Durant la campagne présidentielle, Royal a conduit le Parti socialiste encore plus à droite. Elle a accueilli à bras ouverts le nationalisme et la rhétorique sécuritaire de son rival gaulliste Nicolas Sarkozy et fait des avances au politicien de centre droit François Bayrou, ancien allié des gaullistes. Elle est allée jusqu’à suggérer qu’elle pourrait nommer Bayrou premier ministre si elle venait à gagner l’élection présidentielle.

Après sa défaite du 6 mai, son programme est apparu avec encore plus de clarté : rupture avec les alliés traditionnels de « gauche » du Parti socialiste, à la faveur d’une alliance avec le parti nouvellement formé de Bayrou, le Mouvement démocratique (MoDem), et changement de la ligne officielle du parti dans une direction plus ouvertement pro-capitaliste et blairiste.

La semaine dernière, Royal est allée encore plus loin et a répudié publiquement son propre programme électoral.
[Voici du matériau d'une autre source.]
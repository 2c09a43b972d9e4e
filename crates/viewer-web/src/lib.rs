#![cfg(target_arch = "wasm32")]
use std::cell::RefCell;
use std::rc::Rc;
use viewer_core::{
    fit_camera_to_bounds, Aabb, Camera, FocusController, OrbitControls, SceneModel,
    BACKGROUND_DARK, BACKGROUND_LIGHT, DEFAULT_FIT_MARGIN,
};
use wasm_bindgen::prelude::*;
use wasm_bindgen_futures::spawn_local;

mod constants;
mod css3d;
mod dom;
mod events;
mod frame;
mod loader;
mod overlay;
mod render;

use constants::MODEL_URL;

/// Background theme; the toggle button swaps it and its own label.
#[derive(Clone, Copy, Debug, PartialEq, Eq)]
pub enum Theme {
    Dark,
    Light,
}

impl Theme {
    pub fn toggled(self) -> Self {
        match self {
            Theme::Dark => Theme::Light,
            Theme::Light => Theme::Dark,
        }
    }

    pub fn background(self) -> [f32; 3] {
        match self {
            Theme::Dark => BACKGROUND_DARK,
            Theme::Light => BACKGROUND_LIGHT,
        }
    }

    pub fn button_label(self) -> &'static str {
        match self {
            Theme::Dark => "🌙 Night mode",
            Theme::Light => "☀️ Day mode",
        }
    }
}

/// All mutable viewer state behind one handle; written by the focus
/// controller, the framer and the orbit controls, read by the render loop.
pub struct Viewer {
    pub camera: Camera,
    pub orbit: OrbitControls,
    pub focus: FocusController,
    pub model_bounds: Aabb,
}

#[wasm_bindgen(start)]
pub fn start() -> Result<(), JsValue> {
    console_error_panic_hook::set_once();
    console_log::init_with_level(log::Level::Info).ok();
    log::info!("portfolio viewer starting");

    spawn_local(async move {
        if let Err(e) = init().await {
            log::error!("init error: {:?}", e);
        }
    });
    Ok(())
}

async fn init() -> anyhow::Result<()> {
    let document = dom::window_document().ok_or_else(|| anyhow::anyhow!("no document"))?;

    let canvas = dom::create_render_canvas(&document)?;
    dom::sync_canvas_backing_size(&canvas);
    let aspect = canvas.width() as f32 / canvas.height().max(1) as f32;

    let viewer = Rc::new(RefCell::new(Viewer {
        camera: Camera::new(aspect),
        orbit: OrbitControls::new(),
        focus: FocusController::new(),
        model_bounds: Aabb::EMPTY,
    }));

    let mut compositor = css3d::Css3dCompositor::new(&document)?;
    let mut gpu = frame::init_gpu(&canvas).await;

    let bytes = match loader::fetch_bytes(MODEL_URL).await {
        Ok(bytes) => bytes,
        Err(e) => {
            loader::report_fatal(MODEL_URL, &e);
            return Ok(());
        }
    };
    let model = match SceneModel::parse_glb(&bytes) {
        Ok(model) => model,
        Err(e) => {
            loader::report_fatal(MODEL_URL, &anyhow::Error::from(e));
            return Ok(());
        }
    };
    log::info!("model loaded: {} meshes", model.meshes.len());

    {
        let mut v = viewer.borrow_mut();
        v.model_bounds = model.bounds;
        let Viewer {
            camera,
            orbit,
            focus,
            ..
        } = &mut *v;
        if let Some(fit) = fit_camera_to_bounds(camera, &model.bounds, DEFAULT_FIT_MARGIN) {
            orbit.max_distance = fit.max_orbit_distance;
        }
        // Home pose is the post-fit view; exits return here.
        focus.capture_home(camera);
    }

    let panels = Rc::new(overlay::bind_panels(&document, &model, &mut compositor));
    if let Some(g) = &mut gpu {
        g.upload_scene(&model);
    }

    let theme = Rc::new(RefCell::new(Theme::Dark));
    let active_panel = Rc::new(RefCell::new(None));

    events::wire_panel_clicks(&panels, &viewer, &active_panel);
    events::wire_section_nav(&document, &panels, &viewer, &active_panel);
    events::wire_exit_button(&document, &viewer);
    events::wire_reset_button(&document, &viewer);
    events::wire_theme_button(&document, &theme);
    events::wire_resize(&canvas, &viewer);
    events::wire_orbit(compositor.container(), &viewer);

    let ctx = frame::FrameContext {
        viewer,
        panels,
        active_panel,
        theme,
        canvas,
        compositor,
        gpu,
    };
    frame::start_loop(Rc::new(RefCell::new(ctx)));
    Ok(())
}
Elle a dit aux médias que deux points centraux de sa plateforme – le smic (salaire minimum mensuel ) à 1500 euros brut et la généralisation de la semaine de 35 heures n’étaient « pas crédibles » et n’avaient été inclus dans sa campagne qu’à l’insistance du parti.

Manuel Valls, l’un des rares délégués à défendre Royal au Conseil national, n’a laissé aucun doute quant à l’orientation politique du camp de Royal. Dans un discours qui aurait pu être prononcé par Sarkozy, il a attribué la défaite du PS à son orientation insuffisamment droitière.
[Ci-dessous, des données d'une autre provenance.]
//! The filter pipeline: a category predicate followed by a text predicate.
//!
//! # Match rule
//!
//! An item passes the text predicate when the lowercased query is a
//! substring of at least one of the configured fields, also lowercased.
//! Which fields are consulted is a [`SearchFields`] value:
//!
//! - [`SearchFields::listing`] (default): title, description, body
//! - [`SearchFields::admin`]: title, description, author
//!
//! The two presets correspond to the public listing and the admin
//! dashboard, which historically searched different fields.

use std::fmt;
use std::str::FromStr;

use blogfeed_core::{Error, Result};

use crate::model::ContentItem;

/// Sentinel category value that disables the category predicate.
pub const ALL_CATEGORIES: &str = "all";

// ============================================================================
// Category predicate
// ============================================================================

/// Active category filter.
///
/// Categories form an open set, so [`CategoryFilter::Only`] accepts any
/// label; an unknown label simply admits nothing.
#[derive(Debug, Clone, PartialEq, Eq, Default)]
pub enum CategoryFilter {
    /// Admit every category.
    #[default]
    All,
    /// Admit only items whose category equals this label exactly.
    Only(String),
}

impl CategoryFilter {
    /// Whether `item` passes this filter.
    pub fn admits(&self, item: &ContentItem) -> bool {
        match self {
            Self::All => true,
            Self::Only(category) => item.category() == category,
        }
    }

    /// The filter as the label a selection control would show.
    pub fn as_str(&self) -> &str {
        match self {
            Self::All => ALL_CATEGORIES,
            Self::Only(category) => category,
        }
    }
}

impl From<&str> for CategoryFilter {
    fn from(label: &str) -> Self {
        if label == ALL_CATEGORIES {
            Self::All
        } else {
            Self::Only(label.to_string())
        }
    }
}

impl From<String> for CategoryFilter {
    fn from(label: String) -> Self {
        if label == ALL_CATEGORIES {
            Self::All
        } else {
            Self::Only(label)
        }
    }
}

impl From<Option<&str>> for CategoryFilter {
    fn from(label: Option<&str>) -> Self {
        label.map_or(Self::All, Self::from)
    }
}

impl fmt::Display for CategoryFilter {
    fn fmt(&self, f: &mut fmt::Formatter<'_>) -> fmt::Result {
        f.write_str(self.as_str())
    }
}

// ============================================================================
// Text predicate
// ============================================================================

/// A field the text predicate can look at.
#[derive(Debug, Clone, Copy, PartialEq, Eq, Hash)]
pub enum MatchField {
    /// Post title.
    Title,
    /// Card description.
    Description,
    /// Full body text.
    Body,
    /// Author name.
    Author,
    /// Any single tag.
    Tags,
}

impl MatchField {
    /// Lowercase name used in configuration and on the command line.
    pub fn as_str(self) -> &'static str {
        match self {
            Self::Title => "title",
            Self::Description => "description",
            Self::Body => "body",
            Self::Author => "author",
            Self::Tags => "tags",
        }
    }

    fn matches(self, item: &ContentItem, needle: &str) -> bool {
        match self {
            Self::Title => contains_folded(item.title(), needle),
            Self::Description => contains_folded(item.description(), needle),
            Self::Body => contains_folded(item.body(), needle),
            Self::Author => contains_folded(item.author(), needle),
            Self::Tags => item.tags().iter().any(|t| contains_folded(t, needle)),
        }
    }
}

impl FromStr for MatchField {
    type Err = Error;

    fn from_str(s: &str) -> Result<Self> {
        match s.trim().to_ascii_lowercase().as_str() {
            "title" => Ok(Self::Title),
            "description" => Ok(Self::Description),
            "body" | "content" => Ok(Self::Body),
            "author" => Ok(Self::Author),
            "tags" | "tag" => Ok(Self::Tags),
            other => Err(Error::validation(format!("unknown search field '{other}'"))),
        }
    }
}

impl fmt::Display for MatchField {
    fn fmt(&self, f: &mut fmt::Formatter<'_>) -> fmt::Result {
        f.write_str(self.as_str())
    }
}

/// Ordered, duplicate-free set of fields consulted by the text predicate.
#[derive(Debug, Clone, PartialEq, Eq)]
pub struct SearchFields(Vec<MatchField>);

impl SearchFields {
    /// Build a set from arbitrary fields; repeats are dropped.
    ///
    /// # Errors
    ///
    /// Returns a validation error if no field is given, since an empty set
    /// would make every non-empty query reject every item.
    pub fn new(fields: impl IntoIterator<Item = MatchField>) -> Result<Self> {
        let mut out = Vec::new();
        for field in fields {
            if !out.contains(&field) {
                out.push(field);
            }
        }
        if out.is_empty() {
            return Err(Error::validation("search field set cannot be empty"));
        }
        Ok(Self(out))
    }

    /// Title, description, and body: the public listing rule.
    pub fn listing() -> Self {
        Self(vec![MatchField::Title, MatchField::Description, MatchField::Body])
    }

    /// Title, description, and author: the admin dashboard rule.
    pub fn admin() -> Self {
        Self(vec![
            MatchField::Title,
            MatchField::Description,
            MatchField::Author,
        ])
    }

    /// Every searchable field.
    pub fn all() -> Self {
        Self(vec![
            MatchField::Title,
            MatchField::Description,
            MatchField::Body,
            MatchField::Author,
            MatchField::Tags,
        ])
    }

    /// Whether `field` is part of the set.
    pub fn contains(&self, field: MatchField) -> bool {
        self.0.contains(&field)
    }

    /// Iterate the fields in order.
    pub fn iter(&self) -> impl Iterator<Item = MatchField> + '_ {
        self.0.iter().copied()
    }
}

impl Default for SearchFields {
    fn default() -> Self {
        Self::listing()
    }
}

impl FromStr for SearchFields {
    type Err = Error;

    /// Parse `listing`, `admin`, `all`, or a comma-separated field list.
    fn from_str(s: &str) -> Result<Self> {
        match s.trim().to_ascii_lowercase().as_str() {
            "listing" => Ok(Self::listing()),
            "admin" => Ok(Self::admin()),
            "all" => Ok(Self::all()),
            list => Self::new(
                list.split(',')
                    .filter(|part| !part.trim().is_empty())
                    .map(MatchField::from_str)
                    .collect::<Result<Vec<_>>>()?,
            ),
        }
    }
}

impl fmt::Display for SearchFields {
    fn fmt(&self, f: &mut fmt::Formatter<'_>) -> fmt::Result {
        let names: Vec<&str> = self.iter().map(MatchField::as_str).collect();
        f.write_str(&names.join(","))
    }
}

/// Active search query.
///
/// Keeps the text as entered plus a lowercased copy used for matching.
#[derive(Debug, Clone, PartialEq, Eq, Default)]
pub struct SearchQuery {
    raw: String,
    needle: String,
}

impl SearchQuery {
    /// Create a query. Empty text disables the predicate.
    pub fn new(raw: impl Into<String>) -> Self {
        let raw = raw.into();
        let needle = raw.to_lowercase();
        Self { raw, needle }
    }

    /// The query as entered.
    pub fn as_str(&self) -> &str {
        &self.raw
    }

    /// Whether the predicate is disabled.
    pub fn is_empty(&self) -> bool {
        self.raw.is_empty()
    }

    /// Whether `item` matches in at least one of `fields`.
    pub fn matches(&self, item: &ContentItem, fields: &SearchFields) -> bool {
        self.is_empty() || fields.iter().any(|f| f.matches(item, &self.needle))
    }
}

fn contains_folded(haystack: &str, needle: &str) -> bool {
    haystack.to_lowercase().contains(needle)
}

// ============================================================================
// Pipeline
// ============================================================================

/// The full filter state: category, query, and the fields the query reads.
#[derive(Debug, Clone, PartialEq, Eq, Default)]
pub struct FeedFilter {
    /// Category predicate, applied first.
    pub category: CategoryFilter,
    /// Text predicate.
    pub query: SearchQuery,
    /// Fields consulted by the text predicate.
    pub fields: SearchFields,
}

impl FeedFilter {
    /// Whether `item` passes both predicates.
    pub fn matches(&self, item: &ContentItem) -> bool {
        self.category.admits(item) && self.query.matches(item, &self.fields)
    }

    /// Whether neither predicate restricts anything.
    pub fn is_pass_through(&self) -> bool {
        self.category == CategoryFilter::All && self.query.is_empty()
    }
}

// ============================================================================
// Tests
// ============================================================================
« Faute d’avoir un discours réaliste sur la mondialisation, le PS a perdu sa crédibilité auprès des classes populaires qui se sentent les plus menacées par les délocalisations économiques et les flux migratoires » a dit Valls. « Sur la question du travail, nous n’avons pas saisi l’essentiel, le besoin de valorisation, de juste rétribution du travail en fonction du mérite que Nicolas Sarkozy a capté. »

Il a continué en exaltant le tout sécuritaire et en attaquant les immigrés. « L’anti-sécuritaire, l’empathie avec les déviances nous ont profondément éloignés de notre électorat populaire qui est la victime directe de la violence. L’anti-sécuritaire ne doit plus être le signe de ralliement de notre famille », a-t-il déclaré au conseil national et « Il faut arrêter de croire que l’immigration non maîtrisée ne participe pas aussi à la déstructuration des plus modestes, Français et immigrés compris. » Il s’est opposé aux « régularisations massives » et a appelé à « la vigilance sur les procédures de mariage » parmi les immigrés.

Il avait vraiment fallu attendre longtemps avant de voir pointer une opposition, même faible, de la part de la direction du Parti socialiste à cette ruée à droite. Royal, soutenue par les médias, se préparait à prendre la direction du parti. Le quotidien conservateur Le Figaro a écrit que Royal « est désormais engagée dans la course pour la direction du PS, et plus largement, pour le leadership de l’opposition à Nicolas Sarkozy. »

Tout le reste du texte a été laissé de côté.